[[ Extracted entries open ]]

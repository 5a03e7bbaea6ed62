//! Configuration module

use crate::commands::process::OutputFormat;
use crate::error::CliError;
use anyhow::{Context, Result};
use chatnorm_core::NormalizerConfig;
use serde::{Deserialize, Serialize};
use std::path::Path;

/// CLI configuration structure
#[derive(Debug, Clone, Deserialize, Serialize, Default)]
pub struct CliConfig {
    /// Normalization configuration, passed through to the core
    #[serde(default)]
    pub normalization: NormalizerConfig,

    /// Input configuration
    #[serde(default)]
    pub input: InputConfig,

    /// Output configuration
    #[serde(default)]
    pub output: OutputConfig,

    /// Performance configuration
    #[serde(default)]
    pub performance: PerformanceConfig,
}

impl CliConfig {
    /// Load a configuration file
    pub fn from_file(path: &Path) -> Result<Self> {
        if !path.is_file() {
            return Err(CliError::FileNotFound(path.display().to_string()).into());
        }

        let content = std::fs::read_to_string(path)
            .with_context(|| format!("Failed to read config file: {}", path.display()))?;
        let config: CliConfig = toml::from_str(&content)
            .map_err(|e| CliError::ConfigError(format!("{}: {e}", path.display())))?;

        config.validate()?;
        Ok(config)
    }

    /// Load a configuration file if one was given, defaults otherwise
    pub fn load(path: Option<&Path>) -> Result<Self> {
        match path {
            Some(path) => {
                log::debug!("Loading configuration from {}", path.display());
                Self::from_file(path)
            }
            None => Ok(Self::default()),
        }
    }

    /// Validate the configuration
    pub fn validate(&self) -> Result<()> {
        self.normalization.validate().map_err(CliError::from)?;

        if self.input.speakers.iter().any(|code| code.trim().is_empty()) {
            return Err(
                CliError::ConfigError("speaker codes must not be empty".to_string()).into(),
            );
        }

        Ok(())
    }
}

/// Input-related configuration
#[derive(Debug, Clone, Deserialize, Serialize, Default)]
pub struct InputConfig {
    /// Speaker codes to keep (empty = all speakers)
    #[serde(default)]
    pub speakers: Vec<String>,
}

/// Output-related configuration
#[derive(Debug, Clone, Deserialize, Serialize)]
#[serde(default)]
pub struct OutputConfig {
    /// Default output format
    pub default_format: OutputFormat,

    /// Pretty print JSON output
    pub pretty_json: bool,
}

impl Default for OutputConfig {
    fn default() -> Self {
        Self {
            default_format: OutputFormat::Text,
            pretty_json: true,
        }
    }
}

/// Performance-related configuration
#[derive(Debug, Clone, Deserialize, Serialize, Default)]
#[serde(default)]
pub struct PerformanceConfig {
    /// Number of worker threads for parallel processing (0 = auto)
    pub worker_threads: usize,
}

impl PerformanceConfig {
    /// Resolve the configured thread count
    pub fn thread_count(&self) -> usize {
        if self.worker_threads == 0 {
            num_cpus::get()
        } else {
            self.worker_threads
        }
    }
}
//! Progress reporting module

use indicatif::{ProgressBar, ProgressDrawTarget, ProgressStyle};
use std::time::Duration;

/// Reports per-transcript progress on stderr
///
/// Safe to share between rayon workers; every method takes `&self` except
/// [`ProgressReporter::init_files`].
pub struct ProgressReporter {
    progress_bar: Option<ProgressBar>,
    quiet: bool,
}

impl ProgressReporter {
    /// Create a new progress reporter
    pub fn new(quiet: bool) -> Self {
        Self {
            progress_bar: None,
            quiet,
        }
    }

    /// Initialize the bar for `total_files` transcripts
    pub fn init_files(&mut self, total_files: u64) {
        if self.quiet || total_files == 0 {
            return;
        }

        let pb = ProgressBar::with_draw_target(Some(total_files), ProgressDrawTarget::stderr());
        pb.set_style(
            ProgressStyle::default_bar()
                .template("[{elapsed_precise}] {bar:40.cyan/blue} {pos}/{len} transcripts {msg}")
                .expect("progress template is valid")
                .progress_chars("##-"),
        );
        pb.enable_steady_tick(Duration::from_millis(100));

        self.progress_bar = Some(pb);
    }

    /// Mark one transcript as normalized
    pub fn file_completed(&self, filename: &str) {
        if let Some(pb) = &self.progress_bar {
            pb.set_message(filename.to_string());
            pb.inc(1);
        }
    }

    /// Finish progress reporting
    pub fn finish(&self) {
        if let Some(pb) = &self.progress_bar {
            pb.finish_and_clear();
        }
    }
}
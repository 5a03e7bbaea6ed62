//! Configuration API for utterance normalization

use crate::error::{Error, Result};
use crate::pipeline::Normalizer;
use serde::{Deserialize, Serialize};

/// Default configuration constants
pub mod defaults {
    /// Literal substituted for `xxx`, `yyy` and `www` markers
    pub const UNKNOWN_TOKEN: &str = "<unk>";
}

/// Normalization configuration
///
/// The unknown token is fixed when a [`Normalizer`] is built from this value
/// and never changes afterwards. An empty token is accepted: unidentifiable
/// markers are then deleted instead of replaced.
#[derive(Debug, Clone, PartialEq, Eq, Serialize, Deserialize)]
#[serde(default)]
pub struct NormalizerConfig {
    /// Replacement for unintelligible, unclear and untranscribed speech markers
    pub unknown_token: String,
}

impl Default for NormalizerConfig {
    fn default() -> Self {
        Self {
            unknown_token: defaults::UNKNOWN_TOKEN.to_string(),
        }
    }
}

impl NormalizerConfig {
    /// Create a configuration builder
    pub fn builder() -> NormalizerConfigBuilder {
        NormalizerConfigBuilder::default()
    }

    /// Validate the configuration
    ///
    /// The unknown token must survive a full normalization pass unchanged,
    /// otherwise a second pass over normalized output would rewrite it.
    pub fn validate(&self) -> Result<()> {
        let rewritten = Normalizer::unchecked(self.clone()).normalize(&self.unknown_token);
        if rewritten != self.unknown_token {
            return Err(Error::UnstableUnknownToken {
                token: self.unknown_token.clone(),
                rewritten,
            });
        }

        if self.unknown_token.is_empty() {
            log::warn!("unknown token is empty; unidentifiable markers will be deleted");
        }

        Ok(())
    }
}

/// Fluent builder for [`NormalizerConfig`]
#[derive(Debug, Default)]
pub struct NormalizerConfigBuilder {
    unknown_token: Option<String>,
}

impl NormalizerConfigBuilder {
    /// Create a new configuration builder
    pub fn new() -> Self {
        Self::default()
    }

    /// Set the unknown token
    pub fn unknown_token(mut self, token: impl Into<String>) -> Self {
        self.unknown_token = Some(token.into());
        self
    }

    /// Build and validate the configuration
    pub fn build(self) -> Result<NormalizerConfig> {
        let mut config = NormalizerConfig::default();

        if let Some(token) = self.unknown_token {
            config.unknown_token = token;
        }

        config.validate()?;
        Ok(config)
    }
}
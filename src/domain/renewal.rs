use chrono::{DateTime, NaiveDate, Utc};
use serde::{Deserialize, Serialize};
use uuid::Uuid;

/// A membership selected for renewal, carrying the member's name so failures
/// can be reported as "member — activity: error".
#[derive(Debug, Clone, Serialize, Deserialize)]
pub struct RenewalCandidate {
    pub member_name: String,
    pub membership: crate::domain::Membership,
}

/// Per-membership outcome of one renewal attempt. `renewed` is authoritative;
/// a false value with no error means the membership was skipped because a
/// concurrent run had already renewed it.
#[derive(Debug, Clone, Serialize, Deserialize)]
pub struct RenewalDetail {
    pub member_id: Uuid,
    pub member_name: String,
    pub membership_id: Uuid,
    pub activity_id: Option<Uuid>,
    pub activity_name: String,
    pub renewed: bool,
    pub old_price_cents: i64,
    pub new_price_cents: i64,
    pub price_changed: bool,
    pub new_start_date: Option<NaiveDate>,
    pub new_end_date: Option<NaiveDate>,
    pub error: Option<String>,
}

/// Aggregate outcome of one batch run. `success` is true iff `errors` is
/// empty; a run with zero eligible memberships is a success with zero counts.
#[derive(Debug, Clone, Serialize, Deserialize)]
pub struct RenewalResult {
    pub success: bool,
    pub processed_memberships: i64,
    pub renewed_count: i64,
    pub total_amount_cents: i64,
    pub price_update_count: i64,
    pub errors: Vec<String>,
    pub details: Vec<RenewalDetail>,
}

impl RenewalResult {
    pub fn empty() -> Self {
        Self {
            success: true,
            processed_memberships: 0,
            renewed_count: 0,
            total_amount_cents: 0,
            price_update_count: 0,
            errors: Vec::new(),
            details: Vec::new(),
        }
    }

    pub fn batch_failure(error: String) -> Self {
        Self {
            success: false,
            errors: vec![error],
            ..Self::empty()
        }
    }
}

#[derive(Debug, Clone, Serialize, Deserialize, sqlx::Type, PartialEq)]
#[sqlx(type_name = "TEXT")]
pub enum ExecutionType {
    Automatic,
    Manual,
}

/// Append-only audit record of one renewal run.
#[derive(Debug, Clone, Serialize, Deserialize)]
pub struct RenewalHistoryEntry {
    pub id: Uuid,
    pub gym_id: Uuid,
    pub executed_at: DateTime<Utc>,
    pub execution_type: ExecutionType,
    pub processed_memberships: i64,
    pub successful_renewals: i64,
    pub failed_renewals: i64,
    pub price_updates: i64,
    pub total_amount_cents: i64,
    pub errors: Vec<String>,
    pub details: Vec<RenewalDetail>,
}
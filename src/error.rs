use axum::{
    http::StatusCode,
    response::{IntoResponse, Response},
    Json,
};
use serde_json::json;
use thiserror::Error;

pub type Result<T> = std::result::Result<T, AppError>;

#[derive(Error, Debug)]
pub enum AppError {
    #[error("Database error: {0}")]
    Database(String),

    #[error("Not found: {0}")]
    NotFound(String),

    #[error("Bad request: {0}")]
    BadRequest(String),

    #[error("Conflict: {0}")]
    Conflict(String),

    #[error("Internal server error: {0}")]
    Internal(String),
}

impl IntoResponse for AppError {
    fn into_response(self) -> Response {
        let (status, error_message) = match self {
            AppError::Database(ref msg) => {
                tracing::error!("Database error: {}", msg);
                (StatusCode::INTERNAL_SERVER_ERROR, "Database error occurred")
            }
            AppError::NotFound(ref msg) => (StatusCode::NOT_FOUND, msg.as_str()),
            AppError::BadRequest(ref msg) => (StatusCode::BAD_REQUEST, msg.as_str()),
            AppError::Conflict(ref msg) => (StatusCode::CONFLICT, msg.as_str()),
            AppError::Internal(ref msg) => {
                tracing::error!("Internal error: {}", msg);
                (StatusCode::INTERNAL_SERVER_ERROR, "Internal server error")
            }
        };

        let body = Json(json!({
            "error": error_message,
        }));

        (status, body).into_response()
    }
}

impl From<sqlx::Error> for AppError {
    fn from(err: sqlx::Error) -> Self {
        AppError::Database(err.to_string())
    }
}
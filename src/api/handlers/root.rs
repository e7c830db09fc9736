use axum::{http::StatusCode, response::IntoResponse, Json};
use serde_json::json;

pub async fn root() -> impl IntoResponse {
    Json(json!({
        "name": "Gymledger API",
        "version": env!("CARGO_PKG_VERSION"),
        "description": "Membership billing and renewal engine for gyms",
        "status": "operational",
        "endpoints": {
            "health": "/health",
            "api": "/api"
        }
    }))
}

pub async fn health_check() -> impl IntoResponse {
    (
        StatusCode::OK,
        Json(json!({
            "status": "healthy",
            "timestamp": chrono::Utc::now().to_rfc3339()
        })),
    )
}
use axum::{
    extract::{Path, Query, State},
    Json,
};
use chrono::NaiveDate;
use serde::{Deserialize, Serialize};
use uuid::Uuid;

use crate::{
    api::state::AppState,
    domain::{RenewalCandidate, RenewalDetail, RenewalHistoryEntry, RenewalResult},
    error::Result,
};

#[derive(Debug, Serialize)]
pub struct CandidateDto {
    member_id: Uuid,
    member_name: String,
    membership_id: Uuid,
    activity_name: String,
    cost_cents: i64,
    end_date: NaiveDate,
}

impl From<RenewalCandidate> for CandidateDto {
    fn from(candidate: RenewalCandidate) -> Self {
        Self {
            member_id: candidate.membership.member_id,
            member_name: candidate.member_name,
            membership_id: candidate.membership.id,
            activity_name: candidate.membership.activity_name,
            cost_cents: candidate.membership.cost_cents,
            end_date: candidate.membership.end_date,
        }
    }
}

#[derive(Debug, Serialize)]
pub struct CandidateListResponse {
    memberships: Vec<CandidateDto>,
    total: usize,
}

/// Runs the full auto-renewal batch for a gym. Partial failures are reported
/// inside the result, not as an HTTP error.
pub async fn run_batch(
    State(state): State<AppState>,
    Path(gym_id): Path<Uuid>,
) -> Json<RenewalResult> {
    let result = state
        .service_context
        .renewal_service
        .process_all_auto_renewals(gym_id)
        .await;

    Json(result)
}

pub async fn renew_one(
    State(state): State<AppState>,
    Path((gym_id, member_id, membership_id)): Path<(Uuid, Uuid, Uuid)>,
) -> Result<Json<RenewalDetail>> {
    let detail = state
        .service_context
        .renewal_service
        .renew_membership_with_updated_price(gym_id, member_id, membership_id)
        .await?;

    Ok(Json(detail))
}

pub async fn expired(
    State(state): State<AppState>,
    Path(gym_id): Path<Uuid>,
) -> Result<Json<CandidateListResponse>> {
    let candidates = state
        .service_context
        .renewal_service
        .get_expired_auto_renewal_memberships(gym_id)
        .await?;

    let total = candidates.len();
    let memberships: Vec<CandidateDto> = candidates.into_iter().map(Into::into).collect();

    Ok(Json(CandidateListResponse { memberships, total }))
}

#[derive(Debug, Deserialize)]
pub struct UpcomingParams {
    days_ahead: Option<i64>,
}

pub async fn upcoming(
    State(state): State<AppState>,
    Path(gym_id): Path<Uuid>,
    Query(params): Query<UpcomingParams>,
) -> Result<Json<CandidateListResponse>> {
    let days_ahead = params
        .days_ahead
        .unwrap_or(state.settings.renewal.default_days_ahead);

    let candidates = state
        .service_context
        .renewal_service
        .get_upcoming_auto_renewals(gym_id, days_ahead)
        .await?;

    let total = candidates.len();
    let memberships: Vec<CandidateDto> = candidates.into_iter().map(Into::into).collect();

    Ok(Json(CandidateListResponse { memberships, total }))
}

#[derive(Debug, Deserialize)]
pub struct HistoryParams {
    #[serde(default = "default_history_limit")]
    limit: i64,
}

fn default_history_limit() -> i64 {
    20
}

pub async fn history(
    State(state): State<AppState>,
    Path(gym_id): Path<Uuid>,
    Query(params): Query<HistoryParams>,
) -> Result<Json<Vec<RenewalHistoryEntry>>> {
    let entries = state
        .service_context
        .renewal_service
        .get_renewal_history(gym_id, params.limit)
        .await?;

    Ok(Json(entries))
}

[[ Extracted entries closed ]]

**Task to complete:** Take from the listing above each line in which the string "body" is found.

**Exercise response:**
        let body = Json(json!({
        (status, body).into_response()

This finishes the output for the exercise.